_WORK ITEM_
Using the records below, find every line that includes "TrackerEvent" and copy it.
(DATA FOR THIS EXERCISE)
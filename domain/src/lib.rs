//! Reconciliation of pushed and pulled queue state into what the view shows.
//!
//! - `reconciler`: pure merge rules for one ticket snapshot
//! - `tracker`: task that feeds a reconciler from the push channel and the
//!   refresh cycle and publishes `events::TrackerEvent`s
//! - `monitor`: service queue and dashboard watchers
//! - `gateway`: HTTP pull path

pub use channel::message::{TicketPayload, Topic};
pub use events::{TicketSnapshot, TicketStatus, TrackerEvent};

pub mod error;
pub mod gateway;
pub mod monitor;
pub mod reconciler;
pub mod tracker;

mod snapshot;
(End DATA FOR THIS EXERCISE)
(DATA FOR THIS EXERCISE)
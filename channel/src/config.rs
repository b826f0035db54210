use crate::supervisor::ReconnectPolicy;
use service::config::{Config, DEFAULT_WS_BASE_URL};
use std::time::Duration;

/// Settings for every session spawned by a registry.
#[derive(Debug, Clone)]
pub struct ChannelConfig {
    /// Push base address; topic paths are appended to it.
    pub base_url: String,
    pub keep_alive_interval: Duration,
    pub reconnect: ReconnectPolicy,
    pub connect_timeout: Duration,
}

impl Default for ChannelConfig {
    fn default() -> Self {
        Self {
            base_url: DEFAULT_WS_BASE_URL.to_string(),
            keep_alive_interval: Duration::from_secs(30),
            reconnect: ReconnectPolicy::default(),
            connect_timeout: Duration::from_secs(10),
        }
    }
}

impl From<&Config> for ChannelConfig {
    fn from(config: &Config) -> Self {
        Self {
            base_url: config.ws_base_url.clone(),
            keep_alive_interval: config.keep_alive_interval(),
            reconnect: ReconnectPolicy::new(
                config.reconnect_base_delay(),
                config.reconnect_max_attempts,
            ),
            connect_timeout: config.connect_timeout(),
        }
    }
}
(End DATA FOR THIS EXERCISE)
(DATA FOR THIS EXERCISE)
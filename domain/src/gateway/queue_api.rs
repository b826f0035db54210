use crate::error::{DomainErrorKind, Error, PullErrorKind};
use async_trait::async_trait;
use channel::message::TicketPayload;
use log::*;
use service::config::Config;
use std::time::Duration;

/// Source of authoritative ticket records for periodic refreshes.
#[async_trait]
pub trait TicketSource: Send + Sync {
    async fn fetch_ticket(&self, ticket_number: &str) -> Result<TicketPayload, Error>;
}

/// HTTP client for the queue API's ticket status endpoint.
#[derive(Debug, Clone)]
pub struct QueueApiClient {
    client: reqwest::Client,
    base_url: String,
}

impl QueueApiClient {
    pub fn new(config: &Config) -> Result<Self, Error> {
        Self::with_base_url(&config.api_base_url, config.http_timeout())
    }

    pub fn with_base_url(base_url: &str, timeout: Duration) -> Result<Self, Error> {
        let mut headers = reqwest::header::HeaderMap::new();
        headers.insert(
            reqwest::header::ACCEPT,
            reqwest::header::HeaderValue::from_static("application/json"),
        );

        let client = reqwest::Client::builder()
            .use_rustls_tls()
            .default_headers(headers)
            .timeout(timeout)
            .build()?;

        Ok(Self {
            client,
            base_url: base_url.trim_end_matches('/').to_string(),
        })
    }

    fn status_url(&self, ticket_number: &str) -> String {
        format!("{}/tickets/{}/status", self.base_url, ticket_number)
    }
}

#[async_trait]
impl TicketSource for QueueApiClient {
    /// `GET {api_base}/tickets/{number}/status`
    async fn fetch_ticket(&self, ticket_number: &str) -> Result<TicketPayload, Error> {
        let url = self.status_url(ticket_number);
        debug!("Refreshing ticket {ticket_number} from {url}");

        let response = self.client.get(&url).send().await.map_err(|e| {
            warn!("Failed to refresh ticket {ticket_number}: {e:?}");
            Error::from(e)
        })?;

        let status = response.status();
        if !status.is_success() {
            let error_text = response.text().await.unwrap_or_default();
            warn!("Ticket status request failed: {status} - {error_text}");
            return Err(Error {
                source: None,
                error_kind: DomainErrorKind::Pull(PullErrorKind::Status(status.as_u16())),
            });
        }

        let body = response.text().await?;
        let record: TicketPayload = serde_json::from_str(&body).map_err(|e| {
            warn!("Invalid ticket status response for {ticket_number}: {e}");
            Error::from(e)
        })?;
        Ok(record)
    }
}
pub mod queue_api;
(End DATA FOR THIS EXERCISE)
_PROBLEM SOLUTION_
//!   refresh cycle and publishes `events::TrackerEvent`s
pub use events::{TicketSnapshot, TicketStatus, TrackerEvent};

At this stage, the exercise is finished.